BEGIN EXTRACTED MATERIAL

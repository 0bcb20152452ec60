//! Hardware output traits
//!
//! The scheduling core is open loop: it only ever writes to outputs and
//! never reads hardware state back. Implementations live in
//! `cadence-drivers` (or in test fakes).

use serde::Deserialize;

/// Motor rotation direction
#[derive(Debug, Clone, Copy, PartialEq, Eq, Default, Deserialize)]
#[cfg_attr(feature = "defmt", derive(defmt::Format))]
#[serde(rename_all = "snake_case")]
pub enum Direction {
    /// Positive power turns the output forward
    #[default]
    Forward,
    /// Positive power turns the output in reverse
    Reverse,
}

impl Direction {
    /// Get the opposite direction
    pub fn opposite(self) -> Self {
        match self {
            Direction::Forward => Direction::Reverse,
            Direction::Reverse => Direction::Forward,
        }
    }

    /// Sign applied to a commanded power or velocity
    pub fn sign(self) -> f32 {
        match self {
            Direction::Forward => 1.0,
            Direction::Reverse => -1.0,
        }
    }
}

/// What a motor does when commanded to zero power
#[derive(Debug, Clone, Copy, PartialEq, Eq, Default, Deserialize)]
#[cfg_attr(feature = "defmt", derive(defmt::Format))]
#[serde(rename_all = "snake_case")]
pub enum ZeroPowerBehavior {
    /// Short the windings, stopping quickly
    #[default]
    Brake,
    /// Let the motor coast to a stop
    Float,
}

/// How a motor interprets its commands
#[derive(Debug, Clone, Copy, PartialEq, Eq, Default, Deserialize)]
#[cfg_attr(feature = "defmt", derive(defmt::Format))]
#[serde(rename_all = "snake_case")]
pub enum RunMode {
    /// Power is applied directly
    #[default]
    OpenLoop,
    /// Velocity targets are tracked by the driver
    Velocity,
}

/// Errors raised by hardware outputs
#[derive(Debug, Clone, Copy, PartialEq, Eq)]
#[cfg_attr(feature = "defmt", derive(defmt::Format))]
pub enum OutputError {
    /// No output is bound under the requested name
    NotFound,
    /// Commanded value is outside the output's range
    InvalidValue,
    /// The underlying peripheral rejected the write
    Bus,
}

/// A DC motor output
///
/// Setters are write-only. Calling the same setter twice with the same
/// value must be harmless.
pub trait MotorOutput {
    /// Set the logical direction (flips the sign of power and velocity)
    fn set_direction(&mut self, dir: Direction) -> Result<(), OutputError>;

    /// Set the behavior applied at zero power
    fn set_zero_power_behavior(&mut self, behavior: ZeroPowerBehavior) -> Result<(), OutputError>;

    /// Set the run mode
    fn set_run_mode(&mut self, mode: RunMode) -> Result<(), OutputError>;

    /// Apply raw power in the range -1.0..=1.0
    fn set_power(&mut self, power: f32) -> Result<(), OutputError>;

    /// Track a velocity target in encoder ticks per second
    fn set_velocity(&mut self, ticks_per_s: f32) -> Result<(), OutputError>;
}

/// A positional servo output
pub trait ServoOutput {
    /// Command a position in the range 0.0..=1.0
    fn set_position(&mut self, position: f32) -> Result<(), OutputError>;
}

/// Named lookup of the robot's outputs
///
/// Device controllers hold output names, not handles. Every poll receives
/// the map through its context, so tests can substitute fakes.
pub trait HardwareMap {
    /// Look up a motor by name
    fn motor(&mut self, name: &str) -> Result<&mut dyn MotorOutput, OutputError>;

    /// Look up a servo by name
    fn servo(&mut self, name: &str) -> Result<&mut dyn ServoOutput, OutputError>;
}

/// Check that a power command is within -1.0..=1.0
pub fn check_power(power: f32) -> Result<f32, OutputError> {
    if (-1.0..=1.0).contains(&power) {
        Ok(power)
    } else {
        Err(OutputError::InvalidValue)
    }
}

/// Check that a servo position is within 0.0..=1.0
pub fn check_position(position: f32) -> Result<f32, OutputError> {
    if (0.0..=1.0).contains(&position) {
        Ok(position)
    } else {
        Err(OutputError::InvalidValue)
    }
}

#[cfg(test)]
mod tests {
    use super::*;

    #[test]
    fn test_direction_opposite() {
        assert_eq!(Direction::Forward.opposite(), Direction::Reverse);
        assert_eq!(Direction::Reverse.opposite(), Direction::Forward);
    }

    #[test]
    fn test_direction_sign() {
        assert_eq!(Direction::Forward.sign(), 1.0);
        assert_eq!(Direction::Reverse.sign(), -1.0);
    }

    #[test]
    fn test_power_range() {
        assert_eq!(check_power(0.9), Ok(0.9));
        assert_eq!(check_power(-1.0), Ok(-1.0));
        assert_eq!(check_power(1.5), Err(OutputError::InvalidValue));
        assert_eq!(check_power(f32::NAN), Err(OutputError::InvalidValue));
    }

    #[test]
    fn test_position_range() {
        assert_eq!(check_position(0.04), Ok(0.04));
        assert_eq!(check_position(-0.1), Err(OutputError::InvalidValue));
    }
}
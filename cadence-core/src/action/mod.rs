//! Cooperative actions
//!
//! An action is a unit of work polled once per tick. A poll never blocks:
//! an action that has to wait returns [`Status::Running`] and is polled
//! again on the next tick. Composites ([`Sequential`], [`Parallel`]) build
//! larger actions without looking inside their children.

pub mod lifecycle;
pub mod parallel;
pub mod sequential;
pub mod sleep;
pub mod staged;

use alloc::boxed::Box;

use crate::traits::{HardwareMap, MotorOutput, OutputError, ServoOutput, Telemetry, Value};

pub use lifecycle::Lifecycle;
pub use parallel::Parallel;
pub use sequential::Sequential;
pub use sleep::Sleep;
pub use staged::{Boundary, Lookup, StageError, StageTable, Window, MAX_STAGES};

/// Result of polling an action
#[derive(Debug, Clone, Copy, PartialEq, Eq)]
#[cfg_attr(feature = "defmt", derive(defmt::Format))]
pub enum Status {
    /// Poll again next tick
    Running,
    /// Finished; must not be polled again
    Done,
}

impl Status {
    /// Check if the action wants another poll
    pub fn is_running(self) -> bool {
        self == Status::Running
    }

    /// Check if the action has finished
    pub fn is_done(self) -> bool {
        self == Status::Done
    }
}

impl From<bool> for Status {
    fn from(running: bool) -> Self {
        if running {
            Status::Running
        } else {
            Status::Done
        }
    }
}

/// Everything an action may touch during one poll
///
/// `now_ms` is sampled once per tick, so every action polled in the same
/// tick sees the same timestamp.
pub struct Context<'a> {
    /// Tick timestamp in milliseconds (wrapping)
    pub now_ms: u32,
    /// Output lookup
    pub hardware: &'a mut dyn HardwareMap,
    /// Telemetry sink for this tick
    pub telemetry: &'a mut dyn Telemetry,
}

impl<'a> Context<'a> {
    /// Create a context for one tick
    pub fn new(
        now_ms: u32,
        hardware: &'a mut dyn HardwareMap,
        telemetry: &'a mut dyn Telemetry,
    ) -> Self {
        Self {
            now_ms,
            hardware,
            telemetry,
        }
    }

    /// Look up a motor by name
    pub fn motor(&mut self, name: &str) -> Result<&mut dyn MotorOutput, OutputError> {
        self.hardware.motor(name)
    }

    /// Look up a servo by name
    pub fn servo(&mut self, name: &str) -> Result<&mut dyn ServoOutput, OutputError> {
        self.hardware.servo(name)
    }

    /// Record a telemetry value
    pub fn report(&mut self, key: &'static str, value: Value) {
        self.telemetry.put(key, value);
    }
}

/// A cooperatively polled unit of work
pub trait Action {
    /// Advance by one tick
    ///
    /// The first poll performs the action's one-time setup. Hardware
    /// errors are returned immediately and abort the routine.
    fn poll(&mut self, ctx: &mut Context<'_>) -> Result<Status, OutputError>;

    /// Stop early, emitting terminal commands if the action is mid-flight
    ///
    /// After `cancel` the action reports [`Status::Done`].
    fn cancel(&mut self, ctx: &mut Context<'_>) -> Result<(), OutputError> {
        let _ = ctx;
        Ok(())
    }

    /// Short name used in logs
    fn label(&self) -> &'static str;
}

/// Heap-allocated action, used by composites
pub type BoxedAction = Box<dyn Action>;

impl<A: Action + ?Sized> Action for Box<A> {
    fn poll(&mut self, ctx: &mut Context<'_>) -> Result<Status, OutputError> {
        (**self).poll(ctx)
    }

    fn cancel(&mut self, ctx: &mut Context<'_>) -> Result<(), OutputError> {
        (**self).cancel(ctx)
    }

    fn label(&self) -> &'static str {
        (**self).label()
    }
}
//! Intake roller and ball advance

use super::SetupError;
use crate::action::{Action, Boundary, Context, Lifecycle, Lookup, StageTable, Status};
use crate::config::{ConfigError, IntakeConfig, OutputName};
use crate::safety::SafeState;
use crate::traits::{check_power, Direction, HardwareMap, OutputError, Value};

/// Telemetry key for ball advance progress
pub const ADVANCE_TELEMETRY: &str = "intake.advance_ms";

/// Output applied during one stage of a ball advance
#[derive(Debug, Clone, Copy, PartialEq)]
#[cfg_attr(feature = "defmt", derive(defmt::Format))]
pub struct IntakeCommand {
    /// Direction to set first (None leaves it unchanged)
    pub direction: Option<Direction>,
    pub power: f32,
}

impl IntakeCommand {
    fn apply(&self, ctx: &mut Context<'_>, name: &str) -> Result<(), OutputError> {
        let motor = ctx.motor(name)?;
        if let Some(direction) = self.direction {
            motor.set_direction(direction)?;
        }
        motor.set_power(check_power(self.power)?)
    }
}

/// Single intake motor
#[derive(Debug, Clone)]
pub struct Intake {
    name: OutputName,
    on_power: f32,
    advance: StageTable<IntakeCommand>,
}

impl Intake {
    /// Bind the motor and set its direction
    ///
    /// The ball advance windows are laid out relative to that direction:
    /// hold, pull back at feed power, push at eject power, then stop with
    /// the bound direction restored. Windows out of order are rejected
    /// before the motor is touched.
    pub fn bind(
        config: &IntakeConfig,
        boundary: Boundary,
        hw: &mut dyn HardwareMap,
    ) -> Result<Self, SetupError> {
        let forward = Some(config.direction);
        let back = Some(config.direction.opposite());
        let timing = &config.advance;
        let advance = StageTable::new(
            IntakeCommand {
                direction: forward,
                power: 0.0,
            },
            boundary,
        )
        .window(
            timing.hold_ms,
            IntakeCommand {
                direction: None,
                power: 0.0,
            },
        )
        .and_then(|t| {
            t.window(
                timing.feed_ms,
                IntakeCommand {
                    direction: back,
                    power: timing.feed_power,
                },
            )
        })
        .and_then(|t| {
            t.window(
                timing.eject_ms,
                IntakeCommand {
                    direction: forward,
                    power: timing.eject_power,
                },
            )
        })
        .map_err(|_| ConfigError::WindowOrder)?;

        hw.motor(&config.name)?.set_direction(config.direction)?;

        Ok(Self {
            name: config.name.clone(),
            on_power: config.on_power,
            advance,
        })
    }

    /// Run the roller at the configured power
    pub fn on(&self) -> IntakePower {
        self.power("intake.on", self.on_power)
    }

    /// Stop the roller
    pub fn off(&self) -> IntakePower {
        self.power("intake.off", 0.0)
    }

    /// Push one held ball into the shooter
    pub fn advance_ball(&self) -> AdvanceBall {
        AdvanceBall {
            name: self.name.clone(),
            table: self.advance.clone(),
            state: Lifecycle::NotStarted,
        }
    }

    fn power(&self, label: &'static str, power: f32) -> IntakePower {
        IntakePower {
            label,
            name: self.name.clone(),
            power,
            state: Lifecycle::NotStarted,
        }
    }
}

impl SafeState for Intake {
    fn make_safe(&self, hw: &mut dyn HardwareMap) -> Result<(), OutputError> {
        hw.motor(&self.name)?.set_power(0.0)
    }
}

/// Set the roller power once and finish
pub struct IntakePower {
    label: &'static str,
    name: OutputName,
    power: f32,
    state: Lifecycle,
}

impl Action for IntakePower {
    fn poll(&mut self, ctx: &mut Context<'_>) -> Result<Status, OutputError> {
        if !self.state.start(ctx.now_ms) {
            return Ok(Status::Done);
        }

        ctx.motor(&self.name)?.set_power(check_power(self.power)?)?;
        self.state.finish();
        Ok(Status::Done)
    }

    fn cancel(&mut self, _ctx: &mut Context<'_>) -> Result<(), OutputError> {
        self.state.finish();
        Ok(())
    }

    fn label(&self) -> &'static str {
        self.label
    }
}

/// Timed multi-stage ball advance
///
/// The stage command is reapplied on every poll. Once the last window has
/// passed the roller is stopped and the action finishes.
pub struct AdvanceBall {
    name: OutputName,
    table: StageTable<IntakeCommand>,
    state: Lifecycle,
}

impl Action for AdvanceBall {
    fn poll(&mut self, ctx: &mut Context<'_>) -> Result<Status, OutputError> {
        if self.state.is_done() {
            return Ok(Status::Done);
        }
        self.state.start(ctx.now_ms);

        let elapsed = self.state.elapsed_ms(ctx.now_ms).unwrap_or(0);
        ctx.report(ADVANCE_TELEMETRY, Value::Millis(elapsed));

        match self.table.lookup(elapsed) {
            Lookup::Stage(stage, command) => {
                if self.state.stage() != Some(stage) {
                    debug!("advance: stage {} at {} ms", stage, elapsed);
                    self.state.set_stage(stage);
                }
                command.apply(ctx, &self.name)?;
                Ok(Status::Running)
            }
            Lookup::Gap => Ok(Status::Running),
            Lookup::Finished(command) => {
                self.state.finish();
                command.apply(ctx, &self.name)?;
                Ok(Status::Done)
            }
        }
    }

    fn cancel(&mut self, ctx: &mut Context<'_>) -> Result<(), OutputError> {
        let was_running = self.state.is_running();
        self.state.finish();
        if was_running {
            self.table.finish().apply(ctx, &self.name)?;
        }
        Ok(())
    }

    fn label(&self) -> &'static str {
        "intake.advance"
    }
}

END EXTRACTED MATERIAL
BEGIN EXTRACTED MATERIAL

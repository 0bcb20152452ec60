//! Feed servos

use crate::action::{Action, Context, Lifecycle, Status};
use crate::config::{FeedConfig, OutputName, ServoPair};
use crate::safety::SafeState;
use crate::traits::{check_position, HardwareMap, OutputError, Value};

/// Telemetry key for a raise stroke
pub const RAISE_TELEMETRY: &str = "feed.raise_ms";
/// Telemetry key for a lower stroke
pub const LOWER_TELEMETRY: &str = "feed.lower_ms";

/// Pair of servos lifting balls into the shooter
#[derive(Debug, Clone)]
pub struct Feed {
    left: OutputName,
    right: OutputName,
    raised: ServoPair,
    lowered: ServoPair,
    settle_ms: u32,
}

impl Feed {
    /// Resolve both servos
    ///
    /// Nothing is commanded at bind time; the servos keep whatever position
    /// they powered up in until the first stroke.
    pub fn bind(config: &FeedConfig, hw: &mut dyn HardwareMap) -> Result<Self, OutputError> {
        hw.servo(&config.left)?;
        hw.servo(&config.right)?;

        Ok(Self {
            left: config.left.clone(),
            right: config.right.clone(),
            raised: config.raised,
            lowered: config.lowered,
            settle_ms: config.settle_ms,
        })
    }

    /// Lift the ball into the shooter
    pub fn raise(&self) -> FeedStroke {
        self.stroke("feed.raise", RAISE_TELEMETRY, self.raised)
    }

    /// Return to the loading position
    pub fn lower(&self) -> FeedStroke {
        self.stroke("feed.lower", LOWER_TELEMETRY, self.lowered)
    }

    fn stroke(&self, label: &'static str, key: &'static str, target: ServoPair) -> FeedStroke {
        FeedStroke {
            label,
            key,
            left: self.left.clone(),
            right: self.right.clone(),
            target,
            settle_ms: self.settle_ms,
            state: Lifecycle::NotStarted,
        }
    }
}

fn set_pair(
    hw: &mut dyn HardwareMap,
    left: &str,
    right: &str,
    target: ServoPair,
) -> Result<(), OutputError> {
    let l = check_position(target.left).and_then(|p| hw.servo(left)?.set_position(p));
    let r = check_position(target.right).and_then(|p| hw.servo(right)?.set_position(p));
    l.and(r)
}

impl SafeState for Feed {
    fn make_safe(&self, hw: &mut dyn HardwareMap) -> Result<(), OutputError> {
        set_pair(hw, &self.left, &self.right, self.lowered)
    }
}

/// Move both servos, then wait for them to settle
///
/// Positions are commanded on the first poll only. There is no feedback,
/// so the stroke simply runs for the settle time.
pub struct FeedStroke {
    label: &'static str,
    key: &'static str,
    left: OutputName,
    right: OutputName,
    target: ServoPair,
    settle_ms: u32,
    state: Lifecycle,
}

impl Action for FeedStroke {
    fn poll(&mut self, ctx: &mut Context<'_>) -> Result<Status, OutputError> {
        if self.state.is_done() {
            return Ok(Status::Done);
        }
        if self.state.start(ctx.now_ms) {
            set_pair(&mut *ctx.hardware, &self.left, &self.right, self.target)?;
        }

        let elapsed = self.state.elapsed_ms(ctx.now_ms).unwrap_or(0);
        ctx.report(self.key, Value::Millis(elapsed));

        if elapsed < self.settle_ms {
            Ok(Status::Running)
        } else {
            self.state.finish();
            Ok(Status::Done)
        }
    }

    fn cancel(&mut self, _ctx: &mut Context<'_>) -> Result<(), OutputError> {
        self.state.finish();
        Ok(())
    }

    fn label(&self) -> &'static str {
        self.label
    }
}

END EXTRACTED MATERIAL
BEGIN EXTRACTED MATERIAL

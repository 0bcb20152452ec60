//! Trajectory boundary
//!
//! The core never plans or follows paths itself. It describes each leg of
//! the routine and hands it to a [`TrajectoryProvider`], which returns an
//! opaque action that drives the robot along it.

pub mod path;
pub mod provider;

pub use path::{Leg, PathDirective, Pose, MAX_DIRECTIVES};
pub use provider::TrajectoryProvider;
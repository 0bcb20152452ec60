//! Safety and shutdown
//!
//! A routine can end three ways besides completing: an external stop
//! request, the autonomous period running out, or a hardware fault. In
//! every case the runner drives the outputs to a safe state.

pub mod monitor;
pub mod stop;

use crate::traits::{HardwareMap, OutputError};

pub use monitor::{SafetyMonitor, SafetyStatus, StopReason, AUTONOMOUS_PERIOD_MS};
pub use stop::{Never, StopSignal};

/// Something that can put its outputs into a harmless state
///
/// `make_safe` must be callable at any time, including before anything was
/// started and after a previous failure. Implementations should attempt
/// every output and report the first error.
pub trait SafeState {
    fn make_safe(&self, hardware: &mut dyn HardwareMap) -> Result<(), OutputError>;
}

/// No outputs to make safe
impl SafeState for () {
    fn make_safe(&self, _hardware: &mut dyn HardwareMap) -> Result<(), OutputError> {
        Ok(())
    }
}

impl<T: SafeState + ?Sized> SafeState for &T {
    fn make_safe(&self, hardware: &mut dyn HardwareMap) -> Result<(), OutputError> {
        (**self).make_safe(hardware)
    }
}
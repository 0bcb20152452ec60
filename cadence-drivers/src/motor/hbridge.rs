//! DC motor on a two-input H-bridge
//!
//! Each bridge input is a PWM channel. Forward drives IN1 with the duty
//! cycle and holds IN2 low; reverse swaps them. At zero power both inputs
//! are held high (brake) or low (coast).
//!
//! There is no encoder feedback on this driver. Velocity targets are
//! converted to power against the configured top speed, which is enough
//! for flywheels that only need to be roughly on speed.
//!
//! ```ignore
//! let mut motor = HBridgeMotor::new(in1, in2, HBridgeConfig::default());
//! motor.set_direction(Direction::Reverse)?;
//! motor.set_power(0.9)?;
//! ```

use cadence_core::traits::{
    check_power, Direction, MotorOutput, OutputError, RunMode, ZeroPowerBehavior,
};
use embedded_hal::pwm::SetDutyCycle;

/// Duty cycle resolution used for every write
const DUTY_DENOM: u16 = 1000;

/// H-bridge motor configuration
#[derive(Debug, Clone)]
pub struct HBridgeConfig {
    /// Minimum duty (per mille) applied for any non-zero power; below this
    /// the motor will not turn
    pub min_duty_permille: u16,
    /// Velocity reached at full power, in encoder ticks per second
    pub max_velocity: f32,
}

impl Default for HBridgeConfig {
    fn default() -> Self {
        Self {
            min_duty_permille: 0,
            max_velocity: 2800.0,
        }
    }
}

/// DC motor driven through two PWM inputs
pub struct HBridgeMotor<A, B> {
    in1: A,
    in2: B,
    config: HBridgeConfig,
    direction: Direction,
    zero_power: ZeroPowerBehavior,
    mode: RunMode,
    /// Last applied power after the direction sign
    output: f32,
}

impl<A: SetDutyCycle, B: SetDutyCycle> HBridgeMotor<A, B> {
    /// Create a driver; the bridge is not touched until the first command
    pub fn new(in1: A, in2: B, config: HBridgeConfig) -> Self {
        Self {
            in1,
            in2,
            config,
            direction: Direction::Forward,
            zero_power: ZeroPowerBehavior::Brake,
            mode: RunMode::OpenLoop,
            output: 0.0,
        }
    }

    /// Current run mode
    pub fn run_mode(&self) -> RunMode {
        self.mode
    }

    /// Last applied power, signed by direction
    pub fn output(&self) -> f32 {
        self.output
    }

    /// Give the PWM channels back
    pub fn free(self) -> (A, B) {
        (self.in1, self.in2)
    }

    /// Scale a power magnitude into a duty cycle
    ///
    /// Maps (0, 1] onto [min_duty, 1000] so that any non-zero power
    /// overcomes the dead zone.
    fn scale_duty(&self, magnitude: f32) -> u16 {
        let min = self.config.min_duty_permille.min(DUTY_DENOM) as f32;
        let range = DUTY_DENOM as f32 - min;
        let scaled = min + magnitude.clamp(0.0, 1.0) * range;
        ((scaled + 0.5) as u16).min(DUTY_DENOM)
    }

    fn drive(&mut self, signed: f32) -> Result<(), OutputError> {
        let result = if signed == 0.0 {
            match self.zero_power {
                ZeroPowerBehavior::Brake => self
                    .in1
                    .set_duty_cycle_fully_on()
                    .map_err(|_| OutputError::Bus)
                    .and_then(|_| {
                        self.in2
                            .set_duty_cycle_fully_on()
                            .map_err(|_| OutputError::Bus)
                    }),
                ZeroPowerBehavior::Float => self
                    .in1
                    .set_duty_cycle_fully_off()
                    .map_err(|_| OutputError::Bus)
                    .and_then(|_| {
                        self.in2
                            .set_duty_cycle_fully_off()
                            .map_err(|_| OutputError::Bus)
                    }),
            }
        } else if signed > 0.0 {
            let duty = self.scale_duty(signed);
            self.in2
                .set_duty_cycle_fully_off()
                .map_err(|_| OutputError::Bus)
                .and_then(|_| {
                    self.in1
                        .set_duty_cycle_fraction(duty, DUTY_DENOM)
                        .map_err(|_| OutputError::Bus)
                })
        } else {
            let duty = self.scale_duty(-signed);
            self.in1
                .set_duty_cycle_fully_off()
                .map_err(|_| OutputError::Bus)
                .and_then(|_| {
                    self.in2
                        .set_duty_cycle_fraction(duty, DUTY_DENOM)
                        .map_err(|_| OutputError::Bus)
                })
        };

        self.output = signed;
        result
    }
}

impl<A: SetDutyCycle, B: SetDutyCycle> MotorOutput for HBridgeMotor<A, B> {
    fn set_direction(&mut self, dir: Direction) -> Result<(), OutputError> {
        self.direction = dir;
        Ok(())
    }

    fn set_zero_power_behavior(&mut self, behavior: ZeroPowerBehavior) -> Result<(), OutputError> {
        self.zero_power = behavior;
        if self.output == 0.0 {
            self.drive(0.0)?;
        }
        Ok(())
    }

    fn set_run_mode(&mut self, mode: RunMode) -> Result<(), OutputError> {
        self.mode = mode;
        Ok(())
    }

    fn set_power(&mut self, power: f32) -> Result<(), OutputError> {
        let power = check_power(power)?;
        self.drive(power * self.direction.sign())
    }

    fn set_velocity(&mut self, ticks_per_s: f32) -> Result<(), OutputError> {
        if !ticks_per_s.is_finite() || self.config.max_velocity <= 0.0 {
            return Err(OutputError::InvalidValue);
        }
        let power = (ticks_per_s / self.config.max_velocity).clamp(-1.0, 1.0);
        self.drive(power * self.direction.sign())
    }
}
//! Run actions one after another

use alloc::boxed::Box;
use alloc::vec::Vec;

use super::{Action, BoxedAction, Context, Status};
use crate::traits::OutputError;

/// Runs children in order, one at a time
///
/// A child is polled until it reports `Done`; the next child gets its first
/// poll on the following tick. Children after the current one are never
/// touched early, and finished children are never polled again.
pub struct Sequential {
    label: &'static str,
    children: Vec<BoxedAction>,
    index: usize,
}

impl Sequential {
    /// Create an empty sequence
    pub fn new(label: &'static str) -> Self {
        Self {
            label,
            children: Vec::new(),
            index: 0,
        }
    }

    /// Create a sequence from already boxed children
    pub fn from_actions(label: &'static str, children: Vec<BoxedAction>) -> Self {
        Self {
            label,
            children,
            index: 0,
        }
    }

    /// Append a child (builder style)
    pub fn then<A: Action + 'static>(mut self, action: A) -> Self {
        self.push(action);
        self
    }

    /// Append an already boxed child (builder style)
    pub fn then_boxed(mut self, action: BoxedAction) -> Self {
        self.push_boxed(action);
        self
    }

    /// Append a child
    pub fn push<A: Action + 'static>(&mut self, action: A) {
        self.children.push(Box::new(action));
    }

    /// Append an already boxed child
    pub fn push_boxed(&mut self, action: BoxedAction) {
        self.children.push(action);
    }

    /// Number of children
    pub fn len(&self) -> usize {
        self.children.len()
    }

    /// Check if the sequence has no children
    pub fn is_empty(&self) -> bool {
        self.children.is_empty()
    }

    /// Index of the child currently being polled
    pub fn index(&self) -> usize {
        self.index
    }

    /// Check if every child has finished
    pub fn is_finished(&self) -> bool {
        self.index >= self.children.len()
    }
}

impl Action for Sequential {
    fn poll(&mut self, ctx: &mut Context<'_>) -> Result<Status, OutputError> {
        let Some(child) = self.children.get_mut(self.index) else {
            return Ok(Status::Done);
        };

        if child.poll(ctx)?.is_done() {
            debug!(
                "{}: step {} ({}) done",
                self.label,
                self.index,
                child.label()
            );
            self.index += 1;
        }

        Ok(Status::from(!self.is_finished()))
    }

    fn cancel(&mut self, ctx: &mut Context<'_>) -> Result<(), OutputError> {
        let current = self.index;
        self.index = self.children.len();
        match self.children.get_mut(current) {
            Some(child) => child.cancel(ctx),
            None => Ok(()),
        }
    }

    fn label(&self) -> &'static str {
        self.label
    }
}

END EXTRACTED MATERIAL

EXERCISE AIM:
Go through the listing above and write out exactly the lines starting with the one holding "pub fn opposite(self)" and running through the one holding "to zero power", ends included, and no others.

SOLUTION FOR THIS EXERCISE:
    pub fn opposite(self) -> Self {
        match self {
            Direction::Forward => Direction::Reverse,
            Direction::Reverse => Direction::Forward,
        }
    }

    /// Sign applied to a commanded power or velocity
    pub fn sign(self) -> f32 {
        match self {
            Direction::Forward => 1.0,
            Direction::Reverse => -1.0,
        }
    }
}

/// What a motor does when commanded to zero power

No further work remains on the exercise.